Kommentar Gefährliche Politik der Saudis: Es droht ein vierter Golfkrieg
Die Exekution al-Nimirs, das Ende der Feuerpause im Jemen – Saudi-Arabien betreibt ein riskantes Spiel. Der Westen muss darauf reagieren.

D ie Hinrichtung des schiitischen Geistlichen al-Nimir hat die Spannungen zwischen den beiden Regionalmächten Saudi-Arabien und Iran auf eine neue Eskalationsstufe gehoben. Dies sollte in Berlin und anderen westlichen Hauptstädten endlich zu einer veränderten Politik gegenüber der wahhabitischen Königshausdiktatur in Saudi-Arabien führen – ihrem Hauptverbündeten in der Golfregion und zugleich wichtigstem Sponsor aller islamistisch gerechtfertigten Terroranschläge seit Ende des Kalten Krieges.
Schon Saudi-Arabiens Aufkündigung des Waffenstillstandes im Jemen am Samstag war möglicherweise eine Reaktion auf Irans scharfe Kritik an der Hinrichtung. Darüber hinaus droht nun der mühsam errungene Minimalkonsens für die geplanten Verhandlungen zwischen der syrischen Regierung und der Opposition zu zerbrechen. Damit wäre die Chance zerstört, den Syrienkrieg in absehbarer Zeit zu beenden und damit den wichtigsten Nährboden für den „Islamischen Staat“ (IS) auszutrocknen.
Mittelfristig könnte der Konflikt zwischen Riad und Teheran sogar zu einem vierten Golfkrieg eskalieren, der die drei seit 1980 geführten an Menschenopfern, Zerstörungen und negativen Folgen für die ganze Region noch übertreffen dürfte. Diese Gefahr ist vor allem wegen der wachsenden wirtschaftlichen, sozialen und politischen Spannungen in Saudi-Arabien größer als je zuvor.
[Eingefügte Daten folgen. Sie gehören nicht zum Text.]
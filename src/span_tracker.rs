use super::constants::{PAGE_SIZE, TRACKER_CAPACITY};
use std::sync::atomic::{AtomicUsize, Ordering};

/// Per-span bookkeeping for carved spans: where the span lives, how many
/// blocks it was carved into, and how many of those sit in the central
/// free-list right now. All fields are atomics so readers tolerate torn
/// views; `base` is written last and read first, so a non-zero base implies
/// the other fields are visible.
pub struct SpanTracker {
    base: AtomicUsize,
    pages: AtomicUsize,
    block_count: AtomicUsize,
    free_count: AtomicUsize,
}

impl SpanTracker {
    fn empty() -> Self {
        Self {
            base: AtomicUsize::new(0),
            pages: AtomicUsize::new(0),
            block_count: AtomicUsize::new(0),
            free_count: AtomicUsize::new(0),
        }
    }

    fn assign(&self, base: usize, pages: usize, block_count: usize, free_count: usize) {
        self.pages.store(pages, Ordering::Release);
        self.block_count.store(block_count, Ordering::Release);
        self.free_count.store(free_count, Ordering::Release);
        self.base.store(base, Ordering::Release);
    }

    /// Whether `addr` falls inside this span. Inert trackers cover nothing.
    pub fn covers(&self, addr: usize) -> bool {
        let base = self.base.load(Ordering::Acquire);
        if base == 0 {
            return false;
        }

        let pages = self.pages.load(Ordering::Acquire);
        addr >= base && addr < base + pages * PAGE_SIZE
    }

    pub fn base(&self) -> usize {
        self.base.load(Ordering::Acquire)
    }

    pub fn pages(&self) -> usize {
        self.pages.load(Ordering::Acquire)
    }

    pub fn block_count(&self) -> usize {
        self.block_count.load(Ordering::Acquire)
    }

    pub fn free_count(&self) -> usize {
        self.free_count.load(Ordering::Acquire)
    }

    pub fn add_free(&self, n: usize) {
        self.free_count.fetch_add(n, Ordering::Release);
    }

    pub fn sub_free(&self, n: usize) {
        self.free_count.fetch_sub(n, Ordering::Release);
    }

    /// Detaches the tracker from its span once the span went back to the
    /// page tier. The slot is spent; it never tracks another span, and a
    /// recycled address range can no longer match it.
    pub fn retire(&self) {
        self.base.store(0, Ordering::Release);
        self.pages.store(0, Ordering::Release);
        self.block_count.store(0, Ordering::Release);
        self.free_count.store(0, Ordering::Release);
    }
}

/// Bounded table of span trackers. Slots are claimed with an atomic cursor
/// and spent exactly once; when the table fills up, further spans stay
/// usable but are never reclaimed.
pub struct TrackerTable {
    slots: Vec<SpanTracker>,
    cursor: AtomicUsize,
}

impl TrackerTable {
    pub fn new() -> Self {
        Self {
            slots: (0..TRACKER_CAPACITY).map(|_| SpanTracker::empty()).collect(),
            cursor: AtomicUsize::new(0),
        }
    }

    /// Claims a slot for a freshly carved span. Returns false when the
    /// table is exhausted.
    pub fn register(&self, base: usize, pages: usize, block_count: usize, free_count: usize) -> bool {
        let idx = self.cursor.fetch_add(1, Ordering::Relaxed);

        if idx < self.slots.len() {
            self.slots[idx].assign(base, pages, block_count, free_count);
            true
        } else {
            self.cursor.store(self.slots.len(), Ordering::Relaxed);
            false
        }
    }

    pub fn registered(&self) -> usize {
        self.cursor.load(Ordering::Relaxed).min(self.slots.len())
    }

    pub fn get(&self, idx: usize) -> &SpanTracker {
        &self.slots[idx]
    }

    /// Linear scan for the tracker whose span contains `addr`. Off the fast
    /// path; the table is small enough that O(n) does not matter.
    pub fn lookup_index(&self, addr: usize) -> Option<usize> {
        (0..self.registered()).find(|&i| self.slots[i].covers(addr))
    }

    pub fn lookup(&self, addr: usize) -> Option<&SpanTracker> {
        self.lookup_index(addr).map(|i| &self.slots[i])
    }
}

#[cfg(test)]
mod tests {
    use super::*;

    #[test]
    fn register_and_lookup() {
        let table = TrackerTable::new();

        assert!(table.register(0x10000, 2, 64, 60));
        assert!(table.register(0x40000, 8, 1024, 1000));
        assert_eq!(table.registered(), 2);

        let t = table.lookup(0x10000 + 100).unwrap();
        assert_eq!(t.base(), 0x10000);
        assert_eq!(t.block_count(), 64);

        // one past the end of the first span
        assert_eq!(
            table.lookup(0x10000 + 2 * PAGE_SIZE).map(|t| t.base()),
            None
        );
        assert!(table.lookup(0x40000 + 8 * PAGE_SIZE - 1).is_some());
    }

    #[test]
    fn free_count_accounting() {
        let table = TrackerTable::new();
        table.register(0x10000, 2, 64, 64);

        let t = table.lookup(0x10000).unwrap();
        t.sub_free(10);
        assert_eq!(t.free_count(), 54);
        t.add_free(10);
        assert_eq!(t.free_count(), 64);
    }

    #[test]
    fn retired_tracker_covers_nothing() {
        let table = TrackerTable::new();
        table.register(0x10000, 2, 64, 64);

        table.get(0).retire();
        assert!(table.lookup(0x10000).is_none());
        // the slot is spent, not recycled
        assert_eq!(table.registered(), 1);
    }

    #[test]
    fn overflow_disables_registration() {
        let table = TrackerTable::new();

        for i in 0..TRACKER_CAPACITY {
            assert!(table.register((i + 1) * 0x100000, 1, 8, 8));
        }
        assert!(!table.register(0x90000000, 1, 8, 8));
        assert_eq!(table.registered(), TRACKER_CAPACITY);
        assert!(table.lookup(0x90000000).is_none());
    }
}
Zur bislang praktizierten innenpolitischen Befriedung durch finanzielle Mittel ist das Regime wegen des drastischen Ölpreisverfalls kaum mehr in der Lage. Daher wächst die Versuchung, auf angebliche oder tatsächliche äußere Feinde und Bedrohungen abzulenken.
In dieser Situation sollten Deutschland, die USA und die anderen Verbündeten Riads jegliche Waffenlieferung einstellen und auch alle anderen Formen militärischer, wirtschaftlicher und politischer Unterstützung unterlassen, die in Riad als Ermunterung, Beihilfe oder gar Beistandsgarantie für einen Krieg gegen Iran verstanden werden könnten. Sie sollten durch gezielten Druck, notfalls auch Sanktionen dafür sorgen, dass die saudische Königshausdiktatur endlich jegliche Unterstützung auch aus sogenannten privaten wahhabitischen Quellen für den IS, al-Qaida, al-Nusra und andere islamistische Terrorgruppen in Syrien, Irak und anderswo unterbindet.